THE PLAN TO preserve the national forests that the president outlined this week could have an enormously beneficial effect if carried out as planned. But the "if" is as large as the ambition. This is an elaborate administrative action undertaken late in the president's second term. It is not clear it can be completed before he leaves office.
If not, and perhaps even if so, an unsympathetic next president could reverse it. An unsympathetic Congress could likewise impede it. The plan thus becomes a further reminder of what is at stake in the next election.

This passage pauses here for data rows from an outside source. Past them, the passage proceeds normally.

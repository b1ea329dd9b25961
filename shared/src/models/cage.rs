//! Cage models

use chrono::{DateTime, Utc};
use serde::{Deserialize, Serialize};

use super::record::impl_record;
use super::Collection;

/// A housed group of birds within a cycle
#[derive(Debug, Clone, PartialEq, Serialize, Deserialize)]
#[serde(rename_all = "camelCase")]
pub struct Cage {
    #[serde(default)]
    pub id: i64,
    pub cycle_id: i64,
    pub name: String,
    #[serde(default)]
    pub capacity: u32,
    /// Running stock; rewritten with the closing count after every daily log
    #[serde(default)]
    pub current_birds: u32,
    #[serde(default)]
    pub breed: String,
    #[serde(default)]
    pub status: CageStatus,
    #[serde(default)]
    pub notes: String,
    #[serde(default, skip_serializing_if = "Option::is_none")]
    pub created_at: Option<DateTime<Utc>>,
    #[serde(default, skip_serializing_if = "Option::is_none")]
    pub updated_at: Option<DateTime<Utc>>,
}

impl_record!(Cage, Collection::Cages);

/// Cage operating status
#[derive(Debug, Clone, Copy, Serialize, Deserialize, PartialEq, Eq, Default)]
#[serde(rename_all = "lowercase")]
pub enum CageStatus {
    #[default]
    Active,
    Maintenance,
    Inactive,
    Cleaning,
}

impl Cage {
    pub fn new(cycle_id: i64, name: impl Into<String>, capacity: u32, current_birds: u32) -> Self {
        Self {
            id: 0,
            cycle_id,
            name: name.into(),
            capacity,
            current_birds,
            breed: String::new(),
            status: CageStatus::Active,
            notes: String::new(),
            created_at: None,
            updated_at: None,
        }
    }

    /// Stocking density as a percentage of capacity
    pub fn occupancy_percent(&self) -> f64 {
        if self.capacity == 0 {
            0.0
        } else {
            f64::from(self.current_birds) / f64::from(self.capacity) * 100.0
        }
    }
}

#[cfg(test)]
mod tests {
    use super::*;

    #[test]
    fn test_occupancy() {
        let cage = Cage::new(1, "Cage A1", 500, 400);
        assert!((cage.occupancy_percent() - 80.0).abs() < 1e-9);

        let empty = Cage::new(1, "Cage A2", 0, 10);
        assert_eq!(empty.occupancy_percent(), 0.0);
    }

    #[test]
    fn test_deserialize_minimal() {
        let cage: Cage =
            serde_json::from_str(r#"{"id":3,"cycleId":1,"name":"Cage B"}"#).unwrap();
        assert_eq!(cage.id, 3);
        assert_eq!(cage.current_birds, 0);
        assert_eq!(cage.status, CageStatus::Active);
    }
}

Nor is it clear what its full extent might be even in sympathetic hands. The process the president set in motion is meant to keep in their present roadless and unlogged condition at least 40 million acres -- a little over a fifth of the national forest system -- and possibly more. But for one reason or another -- remoteness, inaccessibility, not enough trees -- many of those acres are unlikely ever to be logged anyway. The logging battleground is a much smaller area, and for political reasons some of it could end up exempt from the order. Some was exempted from a preliminary step the administration took last year -- a road-building moratorium pending further study. Alaska's powerful congressional delegation is determined to keep that state's Tongass National Forest, the largest in the system, open to logging. The administration has set it aside for special study, too.
But the president's step is a major one even if qualified. Merely having a president assert, as he did the other day, that the forests have a higher purpose than the supply of timber is a welcome departure. Policy has clearly shifted, even if not as far as some of the rhetoric surrounding the latest announcement might suggest. The government used to deal with the forests mainly by looking the other way. Conservation groups were reduced to going to court to compel the executive branch to enforce even mild law on federal land. A federal judge, in enjoining further logging on the national forests in the Northwest, declared that successive administrations had systematically ignored environmental law, and he was right. Some in Congress were prepared to respond to his and other court orders by waiving the law. The new Republican Congress was threatening a couple of years ago to pass legislation making it easier to cut the forests, when it ought to be harder.
These forests are a hugely depleted resource that ought to be conserved. The administration has taken a number of steps in that direction. The Forest Service has a strong new chief; new forest management guidelines were issued just the other day, stressing conservation. Timbering hasn't been stopped in the forests. But an industry that used to hold harmful sway there has been put on the defensive, and that is progress.